The U.S. Secret Service is considering a proposal to close off Pennsylvania Avenue to automobile traffic from 15th to 17th streets to increase security for the president and create a "campus-like" atmosphere around the White House, government officials disclosed yesterday.
Treasury Secretary James A. Baker III, whose department includes the Secret Service, confirmed yesterday that the proposal is under discussion, and said a final decision probably would be made by the White House. Both Baker and Secret Service officials said the concept was in the early stages of discussion.
The Secret Service has become more concerned about White House security lately as a result of terrorist activities overseas and a bombing at the U.S. Capitol in November 1983.
Federal and District officials said the proposal could be implemented easily, and may require only consent by the city's Public Works Department. City officials said they didn't know enough about the idea to comment on its impact, but City Council Chairman David A. Clarke said that closing off part of Pennsylvania Avenue "is going to create a traffic mess that's unfathomable.
"The street belongs to the people of the United States, not the president of the United States," Clarke said, adding that the Secret Service is "making a palace out of the place."
An aide to Mayor Marion Barry said the city would have to cooperate if the administration carries out the proposal.
A Treasury Department source said the idea arose a year ago as part of a long-range study of how to beef up White House security. Last year, East Executive Avenue was closed to traffic between the White House and the Treasury for security reasons.
The idea of closing Pennsylvania Avenue was disclosed at a hearing before a House Appropriations subcommittee on the Treasury Department budget, when Rep. Frank Wolf (R-Va.) asked Baker about it.
Baker declined to elaborate on the matter after the hearing, but Wolf said later that the Secret Service is "concerned about car bombs, truck bombs" crashing into the White House.
Wolf said that one idea is to put concrete barriers at 15th and 17th streets to keep out cars, while pedestrians would still be able to enter the area, which Wolf said would have a "campus-like" atmosphere.
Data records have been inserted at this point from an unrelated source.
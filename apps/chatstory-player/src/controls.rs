use std::io::BufRead;
use std::str::FromStr;
use std::thread::{self, JoinHandle};
use tokio::sync::mpsc;
use tracing::{debug, warn};

pub const HELP: &str = "commands: p|pause, r|resume, s|restart, i|status, q|quit, h|help";

/// A line typed by the viewer
#[derive(Debug, Clone, Copy, PartialEq, Eq)]
pub enum Control {
	Pause,
	Resume,
	Restart,
	Status,
	Quit,
	Help,
}

impl FromStr for Control {
	type Err = String;

	fn from_str(s: &str) -> Result<Self, Self::Err> {
		match s.trim().to_ascii_lowercase().as_str() {
			"p" | "pause" => Ok(Self::Pause),
			"r" | "resume" => Ok(Self::Resume),
			"s" | "restart" | "replay" => Ok(Self::Restart),
			"i" | "status" => Ok(Self::Status),
			"q" | "quit" | "exit" => Ok(Self::Quit),
			"h" | "help" | "?" => Ok(Self::Help),
			other => Err(format!("unknown command {other:?}")),
		}
	}
}

/// Read controls from stdin on a detached thread until stdin closes or the receiver is gone.
/// Blank lines are ignored. A plain thread never holds up runtime shutdown.
pub fn spawn_stdin_controls(tx: mpsc::UnboundedSender<Control>) -> std::io::Result<JoinHandle<()>> {
	thread::Builder::new().name("stdin-controls".into()).spawn(move || {
		for line in std::io::stdin().lock().lines() {
			let line = match line {
				Ok(line) => line,
				Err(e) => {
					warn!("Failed to read stdin: {}", e);
					break;
				}
			};
			if line.trim().is_empty() {
				continue;
			}
			match line.parse::<Control>() {
				Ok(control) => {
					if tx.send(control).is_err() {
						break;
					}
				}
				Err(e) => eprintln!("{e}; {HELP}"),
			}
		}
		debug!("stdin closed");
	})
}

#[cfg(test)]
mod tests {
	use super::*;

	#[test]
	fn parses_short_and_long_forms() {
		assert_eq!("p".parse::<Control>(), Ok(Control::Pause));
		assert_eq!(" Resume ".parse::<Control>(), Ok(Control::Resume));
		assert_eq!("replay".parse::<Control>(), Ok(Control::Restart));
		assert_eq!("exit".parse::<Control>(), Ok(Control::Quit));
		assert!("dance".parse::<Control>().is_err());
	}
}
It was uncertain whether two streets flanking Lafayette Square, Jackson and Madison places, would also have to be closed because they intersect with the avenue.
Wolf said that Secret Service Director John Simpson told the subcommittee about the proposal last week, saying that any decision was several years away. Simpson promised to consult the subcommittee -- for Treasury, Postal Service and General Government -- before implementing the proposal, Wolf said.
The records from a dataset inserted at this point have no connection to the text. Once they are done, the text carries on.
use serde::{Deserialize, Serialize};
use std::fmt;

/// Typing duration used when the authored value is missing or not positive
pub const DEFAULT_TYPING_DURATION: f64 = 3.0;

/// Milliseconds per second, the single multiplier between authored time and timer time
pub const MILLIS_PER_SECOND: f64 = 1000.0;

macro_rules! impl_from_integer {
	($target:ident: $($int:ty),*) => {
		$(
			impl From<$int> for $target {
				fn from(id: $int) -> Self {
					Self(id.to_string())
				}
			}
		)*
	};
}

/// Identifier of an event (message, reaction, typing or presence) within one payload.
///
/// Ids arrive as JSON numbers or strings; both normalize to the same textual form so that
/// `1`, `1.0` and `"1"` refer to the same message.
#[derive(Debug, Clone, PartialEq, Eq, Hash, PartialOrd, Ord, Serialize, Deserialize)]
#[serde(transparent)]
pub struct EventId(String);

impl EventId {
	pub fn new(id: impl Into<String>) -> Self {
		Self(id.into())
	}

	pub fn as_str(&self) -> &str {
		&self.0
	}
}

impl fmt::Display for EventId {
	fn fmt(&self, f: &mut fmt::Formatter<'_>) -> fmt::Result {
		f.write_str(&self.0)
	}
}

impl_from_integer!(EventId: i32, i64, u32, u64);

impl From<&str> for EventId {
	fn from(id: &str) -> Self {
		Self(id.to_string())
	}
}

impl From<String> for EventId {
	fn from(id: String) -> Self {
		Self(id)
	}
}

/// Identifier of an authored character. Missing ids collapse to the empty id.
#[derive(Debug, Clone, Default, PartialEq, Eq, Hash, PartialOrd, Ord, Serialize, Deserialize)]
#[serde(transparent)]
pub struct CharacterId(String);

impl CharacterId {
	pub fn new(id: impl Into<String>) -> Self {
		Self(id.into())
	}

	pub fn as_str(&self) -> &str {
		&self.0
	}
}

impl fmt::Display for CharacterId {
	fn fmt(&self, f: &mut fmt::Formatter<'_>) -> fmt::Result {
		f.write_str(&self.0)
	}
}

impl_from_integer!(CharacterId: i32, i64, u32, u64);

impl From<&str> for CharacterId {
	fn from(id: &str) -> Self {
		Self(id.to_string())
	}
}

impl From<String> for CharacterId {
	fn from(id: String) -> Self {
		Self(id)
	}
}

/// Relative playback time in seconds from the playback origin (t = 0).
///
/// Always finite and non-negative: construction clamps anything else to zero.
#[derive(Debug, Clone, Copy, Default, PartialEq, PartialOrd, Serialize, Deserialize)]
#[serde(transparent)]
pub struct Seconds(f64);

impl Seconds {
	pub const ZERO: Self = Self(0.0);

	pub fn new(value: f64) -> Self {
		if value.is_finite() && value > 0.0 {
			Self(value)
		} else {
			Self::ZERO
		}
	}

	/// Start time from a possibly missing raw value (missing means zero)
	pub fn from_raw(value: Option<f64>) -> Self {
		value.map_or(Self::ZERO, Self::new)
	}

	/// Typing duration from a possibly missing raw value, falling back to
	/// [`DEFAULT_TYPING_DURATION`] for anything that is not a positive finite number
	pub fn duration_from_raw(value: Option<f64>) -> Self {
		match value {
			Some(v) if v.is_finite() && v > 0.0 => Self(v),
			_ => Self(DEFAULT_TYPING_DURATION),
		}
	}

	pub const fn get(self) -> f64 {
		self.0
	}

	/// Convert to timer milliseconds at the given playback speed.
	/// Non-positive or non-finite speeds are treated as 1.
	pub fn to_millis(self, speed: f64) -> f64 {
		let speed = if speed.is_finite() && speed > 0.0 { speed } else { 1.0 };
		self.0 * MILLIS_PER_SECOND / speed
	}
}

impl std::ops::Add for Seconds {
	type Output = Self;

	fn add(self, rhs: Self) -> Self {
		Self::new(self.0 + rhs.0)
	}
}

impl std::ops::Sub for Seconds {
	type Output = Self;

	fn sub(self, rhs: Self) -> Self {
		Self::new(self.0 - rhs.0)
	}
}

impl fmt::Display for Seconds {
	fn fmt(&self, f: &mut fmt::Formatter<'_>) -> fmt::Result {
		write!(f, "{}s", self.0)
	}
}

#[cfg(test)]
mod tests {
	use super::*;

	#[test]
	fn seconds_clamp_negative_and_non_finite() {
		assert_eq!(Seconds::new(-4.0), Seconds::ZERO);
		assert_eq!(Seconds::new(f64::NAN), Seconds::ZERO);
		assert_eq!(Seconds::new(f64::INFINITY), Seconds::ZERO);
		assert_eq!(Seconds::new(2.5).get(), 2.5);
	}

	#[test]
	fn duration_falls_back_to_default() {
		assert_eq!(Seconds::duration_from_raw(None).get(), DEFAULT_TYPING_DURATION);
		assert_eq!(Seconds::duration_from_raw(Some(0.0)).get(), DEFAULT_TYPING_DURATION);
		assert_eq!(Seconds::duration_from_raw(Some(-1.0)).get(), DEFAULT_TYPING_DURATION);
		assert_eq!(Seconds::duration_from_raw(Some(1.5)).get(), 1.5);
	}

	#[test]
	fn millis_respect_speed_divisor() {
		let t = Seconds::new(5.0);
		assert_eq!(t.to_millis(1.0), 5000.0);
		assert_eq!(t.to_millis(2.0), 2500.0);
		// Invalid speeds behave like normal speed
		assert_eq!(t.to_millis(0.0), 5000.0);
		assert_eq!(t.to_millis(f64::NAN), 5000.0);
	}

	#[test]
	fn subtraction_saturates_at_origin() {
		assert_eq!(Seconds::new(1.0) - Seconds::new(3.0), Seconds::ZERO);
		assert_eq!((Seconds::new(5.0) + Seconds::new(3.0)).get(), 8.0);
	}
}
A Secret Service spokesman said that what Simpson told the subcommittee "was merely a proposal, not a substantive plan," part of a continuing study to upgrade security around the White House. The spokesman also said that no firm decisions had been made about the proposal, including the questions of how much of Pennsylvania Avenue might be closed off, and how.
The spokesman said, however, that if the street were shut off it would be "strictly in the White House vicinity."
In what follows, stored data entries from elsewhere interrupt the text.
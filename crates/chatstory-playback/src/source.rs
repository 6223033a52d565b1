use async_trait::async_trait;
use chatstory_events::ChatPayload;
use std::path::{Path, PathBuf};
use tracing::{debug, warn};

use crate::error::SourceError;

/// Where chat payloads come from
#[async_trait]
pub trait PayloadSource: Send + Sync {
	async fn fetch(&self, chat_id: &str) -> Result<ChatPayload, SourceError>;
}

/// Reads a payload saved from the frontend endpoint
#[derive(Debug, Clone)]
pub struct FileSource {
	path: PathBuf,
}

impl FileSource {
	pub fn new(path: impl Into<PathBuf>) -> Self {
		Self { path: path.into() }
	}

	pub fn path(&self) -> &Path {
		&self.path
	}
}

#[async_trait]
impl PayloadSource for FileSource {
	async fn fetch(&self, chat_id: &str) -> Result<ChatPayload, SourceError> {
		debug!("Reading chat payload from {}", self.path.display());
		let body = tokio::fs::read(&self.path).await?;
		let payload = ChatPayload::from_json_slice(&body)?;

		if let Some(id) = payload.chat.id.as_deref().filter(|id| *id != chat_id) {
			warn!("{} holds chat {}, requested {}", self.path.display(), id, chat_id);
		}
		Ok(payload)
	}
}

/// Serves one fixed response for every chat id
#[derive(Debug, Clone)]
pub struct StaticSource {
	response: Result<String, String>,
}

impl StaticSource {
	/// Respond with this JSON body
	pub fn from_json(body: impl Into<String>) -> Self {
		Self { response: Ok(body.into()) }
	}

	/// Respond with a payload value
	pub fn from_payload(payload: &ChatPayload) -> Result<Self, SourceError> {
		let body = serde_json::to_string(&wire_json(payload)).map_err(chatstory_events::PayloadError::from)?;
		Ok(Self::from_json(body))
	}

	/// Fail every fetch as if the server were unreachable
	pub fn unavailable(reason: impl Into<String>) -> Self {
		Self { response: Err(reason.into()) }
	}
}

#[async_trait]
impl PayloadSource for StaticSource {
	async fn fetch(&self, _chat_id: &str) -> Result<ChatPayload, SourceError> {
		match &self.response {
			Ok(body) => Ok(ChatPayload::from_json_str(body)?),
			Err(reason) => Err(SourceError::Transport(reason.clone())),
		}
	}
}

/// Re-encode a payload in the shape the frontend endpoint returns
fn wire_json(payload: &ChatPayload) -> serde_json::Value {
	use serde_json::json;

	json!({
		"chat": {
			"id": payload.chat.id,
			"title": payload.chat.title,
			"description": payload.chat.description,
		},
		"messages": payload.messages.iter().map(|m| json!({
			"id": m.id,
			"character_id": m.character_id,
			"name": m.name,
			"avatar": m.avatar,
			"role": m.role,
			"message": m.text,
			"timestamp": m.display_timestamp,
			"start_time": m.start_time,
		})).collect::<Vec<_>>(),
		"reactions": payload.reactions.iter().map(|r| json!({
			"id": r.id,
			"target_event_id": r.target_message_id,
			"character_id": r.character_id,
			"reaction": r.emoji,
			"start_time": r.start_time,
			"name": r.name,
		})).collect::<Vec<_>>(),
		"typing_events": payload.typing_events.iter().map(|t| json!({
			"id": t.id,
			"character_id": t.character_id,
			"target_event_id": t.target_message_id,
			"start_time": t.start_time,
			"duration": t.duration,
			"name": t.name,
		})).collect::<Vec<_>>(),
		"presence_events": payload.presence_events.iter().map(|p| json!({
			"id": p.id,
			"character_id": p.character_id,
			"action": p.action,
			"start_time": p.start_time,
			"name": p.name,
			"avatar": p.avatar,
			"role": p.role,
		})).collect::<Vec<_>>(),
	})
}

#[cfg(test)]
mod tests {
	use super::*;
	use chatstory_events::{ChatInfo, EventId, Message, PayloadError, Reaction, Seconds, TypingEvent};
	use pretty_assertions::assert_eq;
	use std::io::Write;

	const BODY: &str = r#"{
		"chat": {"id": 3, "title": "Saved"},
		"messages": [{"id": 1, "message": "hi", "start_time": "0"}]
	}"#;

	#[tokio::test]
	async fn file_source_reads_saved_payload() {
		let mut file = tempfile::NamedTempFile::new().unwrap();
		file.write_all(BODY.as_bytes()).unwrap();

		let payload = FileSource::new(file.path()).fetch("3").await.unwrap();
		assert_eq!(payload.chat.title, "Saved");
		assert_eq!(payload.messages.len(), 1);
	}

	#[tokio::test]
	async fn missing_file_is_an_io_error() {
		let dir = tempfile::tempdir().unwrap();
		let err = FileSource::new(dir.path().join("absent.json")).fetch("1").await.unwrap_err();
		assert!(matches!(err, SourceError::Io(_)));
	}

	#[tokio::test]
	async fn payload_without_chat_is_rejected() {
		let err = StaticSource::from_json(r#"{"messages": []}"#).fetch("1").await.unwrap_err();
		assert!(matches!(err, SourceError::Payload(PayloadError::MissingChat)));
	}

	#[tokio::test]
	async fn unavailable_source_fails_with_transport_error() {
		let err = StaticSource::unavailable("connection refused").fetch("1").await.unwrap_err();
		assert!(matches!(err, SourceError::Transport(reason) if reason == "connection refused"));
	}

	#[tokio::test]
	async fn payloads_survive_the_wire_shape() {
		let message = Message::new(1, Seconds::new(3.5), "hi").from_character(4, "Ana");
		let payload = ChatPayload::new(ChatInfo::new("Round").with_description("trip"))
			.with_typing(vec![TypingEvent::anchored_to(20, &message, 2.0).named("Ana")])
			.with_messages(vec![message])
			.with_reactions(vec![Reaction::new(10, 1, Seconds::new(4.0), "🎉")]);

		let fetched = StaticSource::from_payload(&payload).unwrap().fetch("1").await.unwrap();
		assert_eq!(fetched.typing_events[0].target_message_id, Some(EventId::from(1)));
		assert_eq!(fetched, payload);
	}
}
Wolf said such a plan would create chaos in downtown Washington, leading to traffic backups on bridges to Virginia and throughout Northern Virginia, where his district lies. According to the District's Department of Public Works, traffic on Pennsylvania Avenue between 15th and 17th streets averages 31,600 vehicles a day.
City public works officials said it was unclear whether that section of Pennsylvania Avenue was federal land or city-owned public right-of-way. Streets that were part of the original L'Enfant plan are owned by the federal government, but those two blocks of Pennsylvania Avenue don't appear as a street on the L'Enfant plan, so it is unclear where title lies.
"On the 1803 map, the section in front of the White House, including Lafayette Square and that section of Pennsylvania, appears as one big massive White House area," said Ralph Schafer, surveyor for the city.
Closings of city-owned streets must be approved by the D.C. City Council, but federal and city officials said that the Secret Service's proposal for Pennsylvania Avenue could be worked out between the Secret Service and the city public works office if it did not include transferring title of the land to some other entity. If the land is held by the federal government, the City Council would not have any say in the matter.
The Secret Service and the city public works department recently struck such a deal on the closing of East Executive Drive -- the street between the White House and the Treasury Building -- to vehicular traffic. Because it was left open to pedestrian traffic, the title of the land did not change hands and the proposal did not go before the City Council.